//! Access gate shared by every page.
//!
//! Each request walks `session -> profile -> page`, strictly in that order.
//! The outcome is a [`GateDecision`]; redirects are values the handler
//! returns, never an early exit hidden inside rendering.

use axum::{
    http::StatusCode,
    response::{IntoResponse, Redirect, Response},
};
use axum_extra::extract::cookie::CookieJar;
use thiserror::Error;
use tracing::{debug, error};

use crate::{
    store::StoreError,
    web::{
        AppState, auth,
        data::fetch_profile,
        models::{Identity, Profile},
        responses::error_page,
    },
};

pub const LOGIN_LOCATION: &str = "/login";
pub const HOME_LOCATION: &str = "/";

/// What a page demands of its viewer.
#[derive(Clone, Copy, Debug, PartialEq, Eq)]
pub enum AccessRequirement {
    Authenticated,
    Admin,
}

/// The resolved viewer of an allowed page. `profile` is only looked up for
/// admin-restricted pages.
#[derive(Clone, Debug)]
pub struct Viewer {
    pub identity: Identity,
    pub profile: Option<Profile>,
}

impl Viewer {
    pub fn is_admin(&self) -> bool {
        self.profile.as_ref().is_some_and(Profile::is_admin)
    }
}

#[derive(Debug)]
pub enum GateDecision {
    Allow(Viewer),
    RedirectTo(&'static str),
}

#[derive(Debug, Error)]
pub enum GateError {
    #[error("session lookup failed")]
    Session(#[source] StoreError),

    #[error("profile lookup failed")]
    Profile(#[source] StoreError),
}

/// Decides whether the request may render a page with `requirement`.
///
/// Identity presence is checked before role. A missing profile row, or one
/// without the admin role, is unauthorized.
pub async fn check_access(
    state: &AppState,
    jar: &CookieJar,
    requirement: AccessRequirement,
) -> Result<GateDecision, GateError> {
    let Some(identity) = auth::resolve_session(state, jar)
        .await
        .map_err(GateError::Session)?
    else {
        return Ok(GateDecision::RedirectTo(LOGIN_LOCATION));
    };

    match requirement {
        AccessRequirement::Authenticated => Ok(GateDecision::Allow(Viewer {
            identity,
            profile: None,
        })),
        AccessRequirement::Admin => {
            let profile = fetch_profile(state.records(), identity.id)
                .await
                .map_err(GateError::Profile)?;

            let viewer = Viewer { identity, profile };
            if viewer.is_admin() {
                Ok(GateDecision::Allow(viewer))
            } else {
                debug!(user_id = %viewer.identity.id, "admin page refused");
                Ok(GateDecision::RedirectTo(HOME_LOCATION))
            }
        }
    }
}

/// Handler-facing wrapper: `Ok(viewer)` to render, `Err(response)` to return
/// as-is. Backend failures become a 503 page rather than a redirect.
pub async fn require_access(
    state: &AppState,
    jar: &CookieJar,
    requirement: AccessRequirement,
) -> Result<Viewer, Response> {
    match check_access(state, jar, requirement).await {
        Ok(GateDecision::Allow(viewer)) => Ok(viewer),
        Ok(GateDecision::RedirectTo(location)) => Err(Redirect::to(location).into_response()),
        Err(err) => {
            error!(?err, "access gate could not reach the auth backend");
            Err(error_page(
                StatusCode::SERVICE_UNAVAILABLE,
                "Temporarily unavailable",
                "We could not verify your session. Please try again shortly.",
            ))
        }
    }
}

/// Fills in the profile for a viewer admitted without one, so signed-in
/// pages can still offer admins their navigation. A failed lookup only
/// costs the admin link.
pub async fn with_profile(state: &AppState, viewer: Viewer) -> Viewer {
    if viewer.profile.is_some() {
        return viewer;
    }

    match fetch_profile(state.records(), viewer.identity.id).await {
        Ok(profile) => Viewer { profile, ..viewer },
        Err(err) => {
            error!(?err, user_id = %viewer.identity.id, "failed to load profile for navigation");
            viewer
        }
    }
}
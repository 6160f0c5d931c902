mod backend;
mod config;
mod maintenance;
mod store;
mod web;

use std::net::SocketAddr;

use anyhow::{Context, Result};
use dotenvy::dotenv;
use tokio::net::TcpListener;
use tracing::{error, info};
use tracing_subscriber::EnvFilter;

use crate::{config::PortalConfig, web::AppState};

#[tokio::main]
async fn main() {
    dotenv().ok();
    init_tracing();

    if let Err(err) = app_main().await {
        error!(?err, "application error");
        std::process::exit(1);
    }
}

async fn app_main() -> Result<()> {
    let config = PortalConfig::from_env()?;

    let state = AppState::new(&config).await?;
    state.ensure_seed_admin(&config.seed_admin).await?;

    maintenance::spawn(state.clone());

    let app = web::router::build_router(state);

    let addr = SocketAddr::from(([0, 0, 0, 0], config.port));
    info!(%addr, backend = %config.backend_origin, "listening");

    let listener = TcpListener::bind(addr)
        .await
        .context("failed to bind listener")?;
    axum::serve(listener, app).await.context("server error")?;

    Ok(())
}

fn init_tracing() {
    let env_filter = EnvFilter::try_from_default_env().unwrap_or_else(|_| EnvFilter::new("info"));

    tracing_subscriber::fmt()
        .with_env_filter(env_filter)
        .with_target(false)
        .compact()
        .init();
}
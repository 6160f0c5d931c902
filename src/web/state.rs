use std::sync::Arc;

use anyhow::{Context, Result, anyhow};
use serde_json::json;
use tracing::info;

use crate::{
    backend::BackendClient,
    config::{PortalConfig, SeedAdmin},
    store::{AuthProvider, Filter, PgStore, RecordStore, SelectQuery},
    web::models::{ADMIN_ROLE, PROFILES_TABLE},
};

/// Per-process handles shared by every request. Holds no request data.
#[derive(Clone)]
pub struct AppState {
    auth: Arc<dyn AuthProvider>,
    records: Arc<dyn RecordStore>,
    backend: BackendClient,
}

impl AppState {
    pub async fn new(config: &PortalConfig) -> Result<Self> {
        let store = Arc::new(PgStore::connect(&config.database_url).await?);
        let backend = BackendClient::new(config.backend_origin.clone(), config.backend_timeout)?;

        Ok(Self::from_parts(store.clone(), store, backend))
    }

    pub fn from_parts(
        auth: Arc<dyn AuthProvider>,
        records: Arc<dyn RecordStore>,
        backend: BackendClient,
    ) -> Self {
        Self {
            auth,
            records,
            backend,
        }
    }

    pub async fn ensure_seed_admin(&self, seed: &SeedAdmin) -> Result<()> {
        let admins = self
            .records
            .select(
                &SelectQuery::from(PROFILES_TABLE).filter(Filter::eq("role", ADMIN_ROLE)),
            )
            .await
            .context("failed to verify admin presence")?;

        if !admins.is_empty() {
            return Ok(());
        }

        let existing = self
            .auth
            .credentials_for(&seed.username)
            .await
            .context("failed to look up seed admin user")?;

        // A user left behind by an interrupted seed only needs its profile.
        let user_id = match existing {
            Some(credentials) => credentials.user_id,
            None => {
                let password_hash = crate::web::auth::hash_password(&seed.password)
                    .map_err(|err| anyhow!("failed to hash seed admin password: {err}"))?;

                self.auth
                    .create_user(&seed.username, &password_hash)
                    .await
                    .context("failed to insert seed admin user")?
            }
        };

        self.records
            .insert(
                PROFILES_TABLE,
                json!({
                    "user_id": user_id.to_string(),
                    "role": ADMIN_ROLE,
                    "display_name": seed.username,
                }),
            )
            .await
            .context("failed to insert seed admin profile")?;

        info!(
            username = %seed.username,
            "Seeded default admin user. Update its password promptly."
        );

        Ok(())
    }

    pub fn auth(&self) -> &dyn AuthProvider {
        self.auth.as_ref()
    }

    pub fn records(&self) -> &dyn RecordStore {
        self.records.as_ref()
    }

    pub fn backend(&self) -> &BackendClient {
        &self.backend
    }
}
//! Collaborator seams for the remote data store.
//!
//! Pages never talk to Postgres directly: session lookups go through
//! [`AuthProvider`] and table reads/writes go through [`RecordStore`], so the
//! access gate and the data fetchers can be exercised against an in-memory
//! double.

#[cfg(test)]
pub mod memory;
mod postgres;

pub use postgres::PgStore;

use async_trait::async_trait;
use chrono::{DateTime, Utc};
use serde_json::Value;
use thiserror::Error;
use uuid::Uuid;

use crate::web::models::Identity;

/// Errors surfaced by store collaborators.
#[derive(Debug, Error, Clone)]
pub enum StoreError {
    /// The backend could not be reached or the query failed.
    #[error("store unavailable: {0}")]
    Unavailable(String),

    /// A uniqueness constraint rejected the write.
    #[error("conflicting record: {0}")]
    Conflict(String),

    /// The row handed to a write was not a JSON object.
    #[error("invalid row: {0}")]
    InvalidRow(String),
}

pub type StoreResult<T> = Result<T, StoreError>;

/// Password material for a username, used only by the login form.
#[derive(Debug, Clone)]
pub struct StoredCredentials {
    pub user_id: Uuid,
    pub password_hash: String,
}

/// Authentication collaborator.
///
/// `current_session` returns `Ok(None)` for unknown or expired tokens; `Err`
/// is reserved for a backend that cannot answer.
#[async_trait]
pub trait AuthProvider: Send + Sync + 'static {
    async fn current_session(&self, token: Uuid) -> StoreResult<Option<Identity>>;

    async fn credentials_for(&self, username: &str) -> StoreResult<Option<StoredCredentials>>;

    async fn create_user(&self, username: &str, password_hash: &str) -> StoreResult<Uuid>;

    async fn create_session(&self, user_id: Uuid, expires_at: DateTime<Utc>) -> StoreResult<Uuid>;

    async fn end_session(&self, token: Uuid) -> StoreResult<()>;

    /// Removes sessions past their expiry and returns how many were dropped.
    async fn purge_expired_sessions(&self) -> StoreResult<u64>;
}

/// Table query collaborator. Rows travel as JSON objects keyed by column.
#[async_trait]
pub trait RecordStore: Send + Sync + 'static {
    async fn select(&self, query: &SelectQuery) -> StoreResult<Vec<Value>>;

    async fn insert(&self, table: &'static str, row: Value) -> StoreResult<()>;

    /// Deletes rows matching `filter`, returning the number removed.
    async fn delete(&self, table: &'static str, filter: &Filter) -> StoreResult<u64>;
}

/// Equality filter on a single column.
#[derive(Debug, Clone, PartialEq)]
pub struct Filter {
    pub column: &'static str,
    pub value: Value,
}

impl Filter {
    pub fn eq(column: &'static str, value: impl Into<Value>) -> Self {
        Self {
            column,
            value: value.into(),
        }
    }
}

#[derive(Debug, Clone, PartialEq)]
pub struct SelectQuery {
    pub table: &'static str,
    pub filter: Option<Filter>,
    /// Column to sort ascending by.
    pub order_by: Option<&'static str>,
}

impl SelectQuery {
    pub fn from(table: &'static str) -> Self {
        Self {
            table,
            filter: None,
            order_by: None,
        }
    }

    pub fn filter(mut self, filter: Filter) -> Self {
        self.filter = Some(filter);
        self
    }

    pub fn order_by(mut self, column: &'static str) -> Self {
        self.order_by = Some(column);
        self
    }
}
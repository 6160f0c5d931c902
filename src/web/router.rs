use axum::{
    Router,
    http::{StatusCode, header},
    response::IntoResponse,
    routing::{any, get, post},
};

use crate::web::{AppState, admin, auth, calendar, landing, library, proxy};

const ROBOTS_TXT_BODY: &str = include_str!("../../robots.txt");

pub fn build_router(state: AppState) -> Router {
    Router::new()
        .route("/", get(landing::landing_page))
        .route("/login", get(auth::login_page).post(auth::process_login))
        .route("/logout", post(auth::logout))
        .route("/healthz", get(healthz))
        .route("/robots.txt", get(robots_txt))
        .route("/library", get(library::library_page))
        .route("/calendar", get(calendar::calendar_page))
        .route("/dashboard", get(admin::dashboard))
        .route(
            "/categories",
            get(admin::categories_page).post(admin::create_category),
        )
        .route("/categories/delete", post(admin::delete_category))
        .route("/training", get(admin::training_page))
        .route(proxy::API_PREFIX, any(proxy::forward))
        .route("/api/*rest", any(proxy::forward))
        .with_state(state)
}

async fn robots_txt() -> impl IntoResponse {
    (
        [(header::CONTENT_TYPE, "text/plain; charset=utf-8")],
        ROBOTS_TXT_BODY,
    )
}

async fn healthz() -> impl IntoResponse {
    StatusCode::OK
}
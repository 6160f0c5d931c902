use axum::{
    extract::State,
    response::{Html, Response},
};
use axum_extra::extract::cookie::CookieJar;
use chrono::Datelike;

use crate::web::{
    AppState,
    data::fetch_calendar_events,
    escape_html,
    gate::{AccessRequirement, Viewer, require_access, with_profile},
    models::CalendarEvent,
    templates::{PageLayout, empty_state, render_page},
};

pub async fn calendar_page(
    State(state): State<AppState>,
    jar: CookieJar,
) -> Result<Html<String>, Response> {
    let viewer = require_access(&state, &jar, AccessRequirement::Authenticated).await?;
    let viewer = with_profile(&state, viewer).await;
    let events = fetch_calendar_events(state.records()).await;

    Ok(Html(render_calendar(&viewer, &events)))
}

/// Splits date-ordered events into runs sharing a calendar month.
fn group_by_month(events: &[CalendarEvent]) -> Vec<((i32, u32), &[CalendarEvent])> {
    let mut groups = Vec::new();
    let mut start = 0;
    for idx in 1..=events.len() {
        let boundary = idx == events.len()
            || (events[idx].date.year(), events[idx].date.month())
                != (events[start].date.year(), events[start].date.month());
        if boundary {
            let month = (events[start].date.year(), events[start].date.month());
            groups.push((month, &events[start..idx]));
            start = idx;
        }
    }
    groups
}

fn render_calendar(viewer: &Viewer, events: &[CalendarEvent]) -> String {
    let body = if events.is_empty() {
        empty_state("No events scheduled.")
    } else {
        group_by_month(events)
            .into_iter()
            .map(|((year, month), run)| {
                let rows = run
                    .iter()
                    .map(|event| {
                        format!(
                            r#"<tr><td>{date}</td><td title="{description}">{title}</td><td>{kind}</td><td>{location}</td></tr>"#,
                            date = event.date.format("%a %d"),
                            title = escape_html(&event.title),
                            description = escape_html(event.description.as_deref().unwrap_or("")),
                            kind = escape_html(event.kind.as_deref().unwrap_or("")),
                            location = escape_html(event.location.as_deref().unwrap_or("")),
                        )
                    })
                    .collect::<String>();
                format!(
                    r#"<section class="panel"><h2>{year}-{month:02}</h2><table><tbody>{rows}</tbody></table></section>"#
                )
            })
            .collect::<String>()
    };

    render_page(PageLayout {
        title: "Calendar",
        viewer_name: Some(&viewer.identity.username),
        show_admin_link: viewer.is_admin(),
        flash_html: String::new(),
        body_html: body,
    })
}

━━━━━━━━━━━━━━━━

Exercise directions:
Wherever the string "PageLayout" occurs in the entries, copy that whole line.

Completed exercise:
    templates::{PageLayout, empty_state, render_page},
    render_page(PageLayout {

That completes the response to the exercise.